• Prosecco Loaded Worker Bees

    Date posted: August 1, 2013 Author: mauri
    Opening Night at artMRKT Hamptons Art Fair. Image courtesy of artMRKT Hamptons.

    There were forty galleries that participated at artMRKT.  From New York, to Beverly Hills, to St. Petersburg they all migrated to a singular billowing white tent with one collective goal in mind: to sell.

    I walk in a little unsteadily. The tent hums with activity. I feel as if I have just entered a hive—a highly chaotic, yet innately systemized heterogeneous structure. Each gallery is a single honeycomb, and within each of these chambers lies a hampered, assiduous little bee. Some of them nestle into their cells. Their delicate wings arch back, as their forelegs rest upon sleek white desks. The others, who don’t appear as self-satisfied, dart around the peripheries of their designated cubicles; their antennas begin to twitch if you appear just a little too interested. The space is permeated with a continuous buzz, and before I can help it I’m buzzing too.

    One relatively young artist attracted my attention. A Philippines native, Miguel Libarnes uses his mixed media objects as surfaces that engage and address the evidential dichotomy between his very catholic upbringing, and his self-proclaimed queerness.  Vessel, which was amalgamated with Fuchs Projects at artMRKT this year, quite obviously illustrates this duplicitous ethos. Libarnes employees a lenticular print method, which produces images that appear to have depth—therefore transforming the two dimensional spatial limits of the photograph into a three dimensional object. Two different images are spliced and then rearranged on a substrate. Libarnes interlaces images taken from vintage 1970’s gay pornographic magazines and vintage photographs of archetypal catholic sanctuaries.

    The piece, in and of itself, was fine in that it was executed successfully, and will quite possibly attract critical attention and become part of ongoing dialogues concerning the body and its relation to queerness in contemporary art. However, as a visitor to artMRKT, this piece immediately takes on another dimension solely on the basis that it is being exhibited at an art fair. Over the past ten years, there has been increasing discourse surrounding the negative ramifications of the multiplying number of art fairs around the globe. Art fairs have become notorious playgrounds for the bougie and bored. For those who want a very superficial taste of what’s “happening right now.” A space that inflates the prices of artworks that are mediocre at best, and conditions artists to produce work on the principle that it is to be sold above all else.

    To many art critics, galleries and museums, art fairs have become “The Real Housewives” franchise of the art world. The low-brow, flashy step-child of the art market—the remnants of the over stimulated, botoxed, Kardashian crazed world we live in today.  Art fairs begin to resemble a carnivalesque space, where the illegitimate becomes acceptable, and the Bravo “Housewife” in all of us comes out and mingles with the bawdy, the trashy, the glitzy, and yet ever so tantalizing carnival.

    The modern art fair is a drag show. Rather, a Bahktinian carnival where the spectator’s presence is concurrent to the performance. When you enter that white tent, and you engage with the artwork, reside on those oversized chaise lounge chairs, and even accept a glass of some brand of prosecco that sponsored the event—you’re there, so why the hell not!—you immediately become an active member of the performance. You go in with the intention to just observe, but even being an observer is part of the show. In perfect Brechtian fashion, we simultaneously become one with the performance, even though we are not on stage, so to speak.

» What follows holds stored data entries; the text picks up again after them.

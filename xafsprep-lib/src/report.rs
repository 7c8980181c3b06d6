//! Structured sample reports and their text rendering.
//!
//! The same text goes to the screen and to `<samples_dir>/<name>.txt`.

use std::fmt;
use std::path::{Path, PathBuf};

use log::info;

const BORDER: &str = "------------------------------------";

/// Snapshot of a sample suitable for rendering.
#[derive(Debug, Clone, PartialEq)]
pub struct SampleReport {
    pub name: String,
    /// `(mass_fraction, element)` pairs in composition order.
    pub composition: Vec<(f64, String)>,
    pub density: Option<f64>,
    /// `None` until the sample has been computed.
    pub pellet: Option<PelletReport>,
}

#[derive(Debug, Clone, PartialEq)]
pub struct PelletReport {
    pub energy_kev: f64,
    pub mu: f64,
    pub absorption_length_um: f64,
    pub radius_cm: f64,
    pub volume_cm3: f64,
    pub mass_g: f64,
    /// `(element_mass, element)` pairs in composition order.
    pub masses: Vec<(f64, String)>,
}

impl SampleReport {
    /// Path of the report file for this sample under `dir`.
    pub fn file_path(&self, dir: &Path) -> PathBuf {
        dir.join(format!("{}.txt", self.name))
    }

    /// Write the rendered report to `<dir>/<name>.txt`, creating `dir` if
    /// needed and overwriting any previous report.
    pub fn write_to_dir(&self, dir: &Path) -> std::io::Result<PathBuf> {
        std::fs::create_dir_all(dir)?;
        let path = self.file_path(dir);
        std::fs::write(&path, self.to_string())?;
        info!("wrote report for '{}' to {}", self.name, path.display());
        Ok(path)
    }
}

impl fmt::Display for SampleReport {
    fn fmt(&self, f: &mut fmt::Formatter<'_>) -> fmt::Result {
        writeln!(f)?;
        writeln!(f, "{BORDER}")?;
        writeln!(f)?;
        writeln!(f, "Sample Name: {}", self.name)?;
        writeln!(f)?;
        writeln!(f, "Sample Composition:")?;
        writeln!(f)?;
        for (fraction, element) in &self.composition {
            writeln!(f, "{}  {element}", format_general(*fraction, 5))?;
        }
        writeln!(f)?;

        let density = self
            .density
            .map_or_else(|| "not set".to_string(), |d| format_general(d, 5));

        match &self.pellet {
            Some(p) => {
                writeln!(f, "Photon Energy (keV): {}", format_general(p.energy_kev, 5))?;
                writeln!(f, "Absorption Coefficient (1/cm): {}", format_general(p.mu, 5))?;
                writeln!(
                    f,
                    "Absorption Length (um): {}",
                    format_general(p.absorption_length_um, 5)
                )?;
                writeln!(f)?;
                writeln!(f, "Pellet Density (g/cm^3): {density}")?;
                writeln!(f, "Pellet Radius (cm): {}", format_general(p.radius_cm, 5))?;
                writeln!(f, "Pellet Volume (cm^3): {}", format_general(p.volume_cm3, 5))?;
                writeln!(f, "Pellet Mass (g): {}", format_general(p.mass_g, 5))?;
                writeln!(f)?;
                writeln!(f, "Pellet Masses by Element (g):")?;
                writeln!(f)?;
                for (mass, element) in &p.masses {
                    writeln!(f, "{}  {element}", format_general(*mass, 5))?;
                }
            }
            None => {
                writeln!(f, "Absorption Coefficient (1/cm): not computed")?;
                writeln!(f, "Absorption Length (um): not computed")?;
                writeln!(f)?;
                writeln!(f, "Pellet Density (g/cm^3): {density}")?;
                writeln!(f, "Pellet Radius (cm): not computed")?;
                writeln!(f, "Pellet Volume (cm^3): not computed")?;
                writeln!(f, "Pellet Mass (g): not computed")?;
            }
        }

        writeln!(f)?;
        writeln!(f, "{BORDER}")?;
        writeln!(f)
    }
}

/// Format with `precision` significant digits, switching to exponent
/// notation for very large or small magnitudes (like C's `%g`).
pub fn format_general(value: f64, precision: usize) -> String {
    if value == 0.0 || !value.is_finite() {
        return value.to_string();
    }
    let precision = precision.max(1);

    let sci = format!("{:.*e}", precision - 1, value);
    let Some((mantissa, exp)) = sci.split_once('e') else {
        return sci;
    };
    let Ok(exp) = exp.parse::<i32>() else {
        return sci;
    };

    if exp < -4 || exp >= precision as i32 {
        let sign = if exp < 0 { '-' } else { '+' };
        format!("{}e{sign}{:02}", trim_fraction(mantissa), exp.abs())
    } else {
        let decimals = (precision as i32 - 1 - exp) as usize;
        trim_fraction(&format!("{value:.decimals$}")).to_string()
    }
}

fn trim_fraction(s: &str) -> &str {
    if s.contains('.') {
        s.trim_end_matches('0').trim_end_matches('.')
    } else {
        s
    }
}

    We have been conditioned to define our sense of self against the art fair.  However, within the space our self-awareness is in fact a conglomeration of our preconceived notions of art fairs and our body’s personal response to the experience. Mired in art culture as too flamboyant and unfathomably gauche, the art world’s defining itself against the art fair subverts the former’s disapproving gaze.

    Because even the art world revels in the trash. We all indulge some kind of guilty pleasure. We all like to think that the woman in the floppy white hat and over sized Chanel sunglasses, who seems really close to paying way too much for a photograph of a hermit crab eating a shoelace, is “one of those people” who buys into that whole “art fair thing.” But you’re still the guy standing next to her with that glass of free prosecco.